(Items from a dataset)
- - - -
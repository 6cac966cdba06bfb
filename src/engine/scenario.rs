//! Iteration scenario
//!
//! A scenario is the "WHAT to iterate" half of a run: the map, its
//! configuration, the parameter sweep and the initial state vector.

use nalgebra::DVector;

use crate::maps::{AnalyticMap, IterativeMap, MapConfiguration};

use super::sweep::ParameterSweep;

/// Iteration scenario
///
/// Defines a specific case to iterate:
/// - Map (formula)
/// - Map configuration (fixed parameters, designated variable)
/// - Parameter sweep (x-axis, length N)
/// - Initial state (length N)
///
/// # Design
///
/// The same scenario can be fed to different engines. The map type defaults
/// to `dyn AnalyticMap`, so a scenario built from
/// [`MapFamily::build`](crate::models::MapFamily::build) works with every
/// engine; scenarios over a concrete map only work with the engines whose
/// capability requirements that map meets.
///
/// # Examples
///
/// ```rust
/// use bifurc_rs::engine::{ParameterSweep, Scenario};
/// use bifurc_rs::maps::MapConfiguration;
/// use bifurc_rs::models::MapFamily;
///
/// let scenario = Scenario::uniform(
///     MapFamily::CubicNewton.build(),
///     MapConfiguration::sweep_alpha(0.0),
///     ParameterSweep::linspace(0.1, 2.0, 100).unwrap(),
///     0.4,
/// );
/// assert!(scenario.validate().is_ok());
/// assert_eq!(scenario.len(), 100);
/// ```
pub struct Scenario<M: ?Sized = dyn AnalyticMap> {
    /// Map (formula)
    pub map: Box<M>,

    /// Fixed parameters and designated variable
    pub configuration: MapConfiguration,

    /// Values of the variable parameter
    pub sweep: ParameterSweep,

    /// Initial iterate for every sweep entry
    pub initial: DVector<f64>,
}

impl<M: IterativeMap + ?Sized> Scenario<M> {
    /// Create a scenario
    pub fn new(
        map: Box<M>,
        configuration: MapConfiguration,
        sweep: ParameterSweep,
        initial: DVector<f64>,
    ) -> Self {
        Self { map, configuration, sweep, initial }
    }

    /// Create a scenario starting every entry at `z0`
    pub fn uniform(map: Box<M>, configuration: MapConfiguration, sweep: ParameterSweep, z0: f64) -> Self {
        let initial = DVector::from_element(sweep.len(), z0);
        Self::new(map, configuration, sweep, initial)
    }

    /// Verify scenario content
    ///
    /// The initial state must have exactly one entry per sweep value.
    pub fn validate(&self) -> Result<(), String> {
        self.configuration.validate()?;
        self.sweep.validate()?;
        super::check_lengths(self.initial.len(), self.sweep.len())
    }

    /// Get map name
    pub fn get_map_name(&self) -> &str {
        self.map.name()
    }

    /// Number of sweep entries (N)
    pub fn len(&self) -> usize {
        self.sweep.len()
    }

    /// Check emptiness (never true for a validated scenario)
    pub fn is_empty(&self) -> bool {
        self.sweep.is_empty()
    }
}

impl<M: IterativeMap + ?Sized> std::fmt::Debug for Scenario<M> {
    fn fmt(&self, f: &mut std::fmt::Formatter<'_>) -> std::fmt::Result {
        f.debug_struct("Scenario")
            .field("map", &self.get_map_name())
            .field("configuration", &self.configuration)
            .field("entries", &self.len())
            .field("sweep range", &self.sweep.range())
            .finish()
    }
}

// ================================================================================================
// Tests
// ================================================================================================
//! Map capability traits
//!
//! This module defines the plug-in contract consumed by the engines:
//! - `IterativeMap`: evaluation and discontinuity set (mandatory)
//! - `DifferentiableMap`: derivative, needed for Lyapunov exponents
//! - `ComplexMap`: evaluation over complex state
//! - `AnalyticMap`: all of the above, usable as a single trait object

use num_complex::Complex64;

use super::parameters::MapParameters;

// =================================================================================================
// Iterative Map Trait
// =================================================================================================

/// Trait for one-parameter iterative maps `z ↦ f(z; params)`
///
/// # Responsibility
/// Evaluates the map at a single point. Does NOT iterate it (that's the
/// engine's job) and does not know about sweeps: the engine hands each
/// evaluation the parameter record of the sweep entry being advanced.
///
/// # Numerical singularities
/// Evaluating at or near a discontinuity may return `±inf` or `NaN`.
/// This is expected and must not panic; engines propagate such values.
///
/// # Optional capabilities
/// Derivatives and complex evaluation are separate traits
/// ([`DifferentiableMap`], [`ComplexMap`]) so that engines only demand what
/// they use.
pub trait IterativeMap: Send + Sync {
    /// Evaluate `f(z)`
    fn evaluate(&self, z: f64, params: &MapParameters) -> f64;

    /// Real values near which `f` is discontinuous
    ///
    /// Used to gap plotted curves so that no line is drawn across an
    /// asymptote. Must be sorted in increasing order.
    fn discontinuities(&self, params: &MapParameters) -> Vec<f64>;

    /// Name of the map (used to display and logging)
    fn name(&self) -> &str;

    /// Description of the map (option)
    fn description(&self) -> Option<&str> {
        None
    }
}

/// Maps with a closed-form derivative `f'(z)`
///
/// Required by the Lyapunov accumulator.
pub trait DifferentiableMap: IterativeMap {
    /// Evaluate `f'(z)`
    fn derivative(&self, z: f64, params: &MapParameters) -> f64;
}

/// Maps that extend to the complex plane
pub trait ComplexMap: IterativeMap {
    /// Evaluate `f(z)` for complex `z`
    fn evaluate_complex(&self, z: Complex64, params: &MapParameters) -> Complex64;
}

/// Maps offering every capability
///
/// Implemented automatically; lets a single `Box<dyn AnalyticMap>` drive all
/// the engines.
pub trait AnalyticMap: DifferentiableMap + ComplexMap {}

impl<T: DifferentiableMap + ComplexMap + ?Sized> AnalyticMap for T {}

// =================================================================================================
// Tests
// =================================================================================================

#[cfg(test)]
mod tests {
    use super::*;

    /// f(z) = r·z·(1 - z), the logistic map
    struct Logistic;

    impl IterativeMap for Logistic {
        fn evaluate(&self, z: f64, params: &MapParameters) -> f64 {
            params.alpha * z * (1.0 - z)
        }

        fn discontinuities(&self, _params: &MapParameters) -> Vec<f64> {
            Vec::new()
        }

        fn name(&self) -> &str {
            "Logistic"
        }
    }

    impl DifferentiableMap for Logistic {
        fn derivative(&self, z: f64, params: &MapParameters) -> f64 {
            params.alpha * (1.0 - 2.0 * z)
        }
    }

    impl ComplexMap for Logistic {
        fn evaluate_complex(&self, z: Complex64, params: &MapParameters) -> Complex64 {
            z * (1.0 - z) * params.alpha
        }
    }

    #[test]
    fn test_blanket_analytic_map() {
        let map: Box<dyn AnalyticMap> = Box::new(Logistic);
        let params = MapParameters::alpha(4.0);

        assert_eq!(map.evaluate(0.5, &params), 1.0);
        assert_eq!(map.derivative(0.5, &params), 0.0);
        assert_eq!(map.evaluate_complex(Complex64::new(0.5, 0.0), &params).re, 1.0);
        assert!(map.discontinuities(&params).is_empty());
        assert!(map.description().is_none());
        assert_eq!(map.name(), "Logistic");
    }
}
- - - -
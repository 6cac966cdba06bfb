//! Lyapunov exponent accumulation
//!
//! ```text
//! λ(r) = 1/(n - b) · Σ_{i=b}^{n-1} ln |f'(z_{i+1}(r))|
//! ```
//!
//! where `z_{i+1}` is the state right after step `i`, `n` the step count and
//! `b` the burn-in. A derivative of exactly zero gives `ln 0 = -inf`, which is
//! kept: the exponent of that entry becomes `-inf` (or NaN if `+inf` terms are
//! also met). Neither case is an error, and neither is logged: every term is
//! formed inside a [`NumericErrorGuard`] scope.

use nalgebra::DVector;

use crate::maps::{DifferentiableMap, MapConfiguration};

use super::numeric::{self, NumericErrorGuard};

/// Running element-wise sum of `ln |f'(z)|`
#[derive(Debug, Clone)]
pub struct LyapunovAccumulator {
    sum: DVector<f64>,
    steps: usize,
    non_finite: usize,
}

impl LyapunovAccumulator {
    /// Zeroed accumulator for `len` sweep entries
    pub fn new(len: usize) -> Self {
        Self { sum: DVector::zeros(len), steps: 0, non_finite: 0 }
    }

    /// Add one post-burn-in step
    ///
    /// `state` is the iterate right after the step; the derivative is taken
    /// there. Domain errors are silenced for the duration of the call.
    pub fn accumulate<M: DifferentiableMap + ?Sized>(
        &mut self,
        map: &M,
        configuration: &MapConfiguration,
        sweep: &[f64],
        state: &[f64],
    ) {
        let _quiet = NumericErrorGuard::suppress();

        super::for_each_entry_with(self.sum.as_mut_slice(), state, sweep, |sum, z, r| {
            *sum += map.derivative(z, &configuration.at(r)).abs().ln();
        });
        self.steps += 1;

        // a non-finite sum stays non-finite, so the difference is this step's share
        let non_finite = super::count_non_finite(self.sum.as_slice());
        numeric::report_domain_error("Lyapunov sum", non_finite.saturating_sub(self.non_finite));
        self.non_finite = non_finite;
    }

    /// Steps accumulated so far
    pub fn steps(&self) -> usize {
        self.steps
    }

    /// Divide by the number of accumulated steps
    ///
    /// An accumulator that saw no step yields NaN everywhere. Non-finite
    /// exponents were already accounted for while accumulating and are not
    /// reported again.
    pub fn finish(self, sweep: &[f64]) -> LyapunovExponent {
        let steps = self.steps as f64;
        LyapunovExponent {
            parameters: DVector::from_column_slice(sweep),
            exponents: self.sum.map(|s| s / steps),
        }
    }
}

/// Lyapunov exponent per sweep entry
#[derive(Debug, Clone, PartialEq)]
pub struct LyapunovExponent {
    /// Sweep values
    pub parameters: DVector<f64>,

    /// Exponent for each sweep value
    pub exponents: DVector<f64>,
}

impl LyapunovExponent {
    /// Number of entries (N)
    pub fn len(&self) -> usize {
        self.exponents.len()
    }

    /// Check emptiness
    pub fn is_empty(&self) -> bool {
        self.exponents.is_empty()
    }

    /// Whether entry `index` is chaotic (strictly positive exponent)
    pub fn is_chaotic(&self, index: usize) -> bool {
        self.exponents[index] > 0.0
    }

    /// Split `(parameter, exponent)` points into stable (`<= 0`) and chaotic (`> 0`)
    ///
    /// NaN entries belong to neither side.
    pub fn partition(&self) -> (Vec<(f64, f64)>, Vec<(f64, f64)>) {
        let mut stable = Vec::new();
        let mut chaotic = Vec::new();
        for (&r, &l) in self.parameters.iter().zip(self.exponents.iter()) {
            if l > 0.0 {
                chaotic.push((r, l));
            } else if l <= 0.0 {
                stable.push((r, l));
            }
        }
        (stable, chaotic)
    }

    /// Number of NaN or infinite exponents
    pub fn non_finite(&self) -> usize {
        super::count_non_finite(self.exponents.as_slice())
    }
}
- - - -
Aim of the exercise: Report only how many lines above include "MapParameters".

Response below: 10